Have bankruptcies increased?
Both commercial bankruptcy filings and those for individuals, which primarily consist of Chapter 7 and Chapter 13 bankruptcies, increased. August 2024 statistics show an 8% jump in both business bankruptcies and filings by individuals. Data shows overall bankruptcies jumped up about 16% since this time last year. Individuals and businesses facing financial distress may consider exploring defender services or other forms of legal aid to protect their rights and interests.

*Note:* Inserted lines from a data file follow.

use crate::domain::factor::Category;
use crate::domain::recommendation::{Recommendation, RecommendationList};
use crate::domain::score::{hundredths, Score};
use crate::error::RecommendError;
use std::cmp::Ordering;
use std::collections::HashSet;

pub const DEFAULT_TOP_N: i64 = 10;

#[derive(Debug, Clone, Copy, PartialEq, Eq)]
pub struct Recommender {
    /// Requested list size. Zero or negative yields an empty list.
    pub top_n: i64,
    /// Fail instead of returning an empty list when nothing could be scored.
    pub strict: bool,
}

impl Default for Recommender {
    fn default() -> Self {
        Self {
            top_n: DEFAULT_TOP_N,
            strict: false,
        }
    }
}

impl Recommender {
    pub fn new(top_n: i64, strict: bool) -> Self {
        Self { top_n, strict }
    }

    /// Ranks every scored ticker and keeps the best `min(top_n, scored)`.
    ///
    /// Input order is irrelevant: the same set of scores always produces the
    /// same list. Duplicate tickers keep only their best-ranked entry.
    pub fn recommend(&self, mut scores: Vec<Score>) -> Result<RecommendationList, RecommendError> {
        if scores.is_empty() {
            if self.strict {
                return Err(RecommendError::EmptyCandidateSet);
            }
            tracing::warn!("no scored tickers; recommendation list is empty");
            return Ok(RecommendationList::default());
        }

        scores.sort_by(rank_order);

        let limit = usize::try_from(self.top_n).unwrap_or(0);
        let mut seen = HashSet::with_capacity(scores.len());
        let mut items = Vec::with_capacity(limit.min(scores.len()));
        for score in scores {
            if items.len() >= limit {
                break;
            }
            if !seen.insert(score.ticker.clone()) {
                tracing::warn!(ticker = %score.ticker, "duplicate ticker in score set; keeping best entry");
                continue;
            }
            items.push(Recommendation {
                rank: items.len() as u32 + 1,
                score,
            });
        }

        Ok(RecommendationList::from_ranked(items))
    }
}

/// Composite descending, then sentiment sub-score descending, then ticker ascending.
///
/// Both scores are compared at two-decimal resolution, the precision they are
/// reported at.
pub fn rank_order(a: &Score, b: &Score) -> Ordering {
    hundredths(b.composite)
        .cmp(&hundredths(a.composite))
        .then_with(|| {
            hundredths(b.subscore(Category::Sentiment)).cmp(&hundredths(a.subscore(Category::Sentiment)))
        })
        .then_with(|| a.ticker.cmp(&b.ticker))
}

It’s crucial to consult with a qualified attorney to understand the available options.
Did business bankruptcies jump 34 percent in the first half of 2024?
No, while commercial bankruptcy filings did increase in the first half of 2024, available data doesn’t indicate a jump as high as 34%. According to a study by Cornerstone Research that tracked trends in filings by both private and public companies with assets over $100 million, Chapter 11 filings, the primary type filed by large corporations, rose from 53 filings in the last half of 2023 to 60 in the first half of 2024, about a 13% increase.7 However, this trend appears to have reversed as of August 2024. Data suggests the number of larger corporate bankruptcy filings did go down, but that the filings increasingly involved companies with smaller overall assets, pointing towards more bankruptcies amongst small businesses compared to larger corporations.
Conclusion
There are many possible reasons for the recent rise in commercial bankruptcy filings. Businesses, big or small, may find themselves overwhelmed by economic difficulties outside their control, such as rising costs, inflation, increased interest rates, supply chain problems, labor shortages, or competition from online marketplaces. Internal factors, such as poor money management or operational inefficiencies, may also cause problems. But whatever the reason, if you’re worried about the financial health of your business, please know that you’re not alone, and help is available. Speaking with an experienced legal professional will help you better understand your options, especially as it pertains to whether or not pursuing bankruptcy protection might be a good solution for your specific circumstances.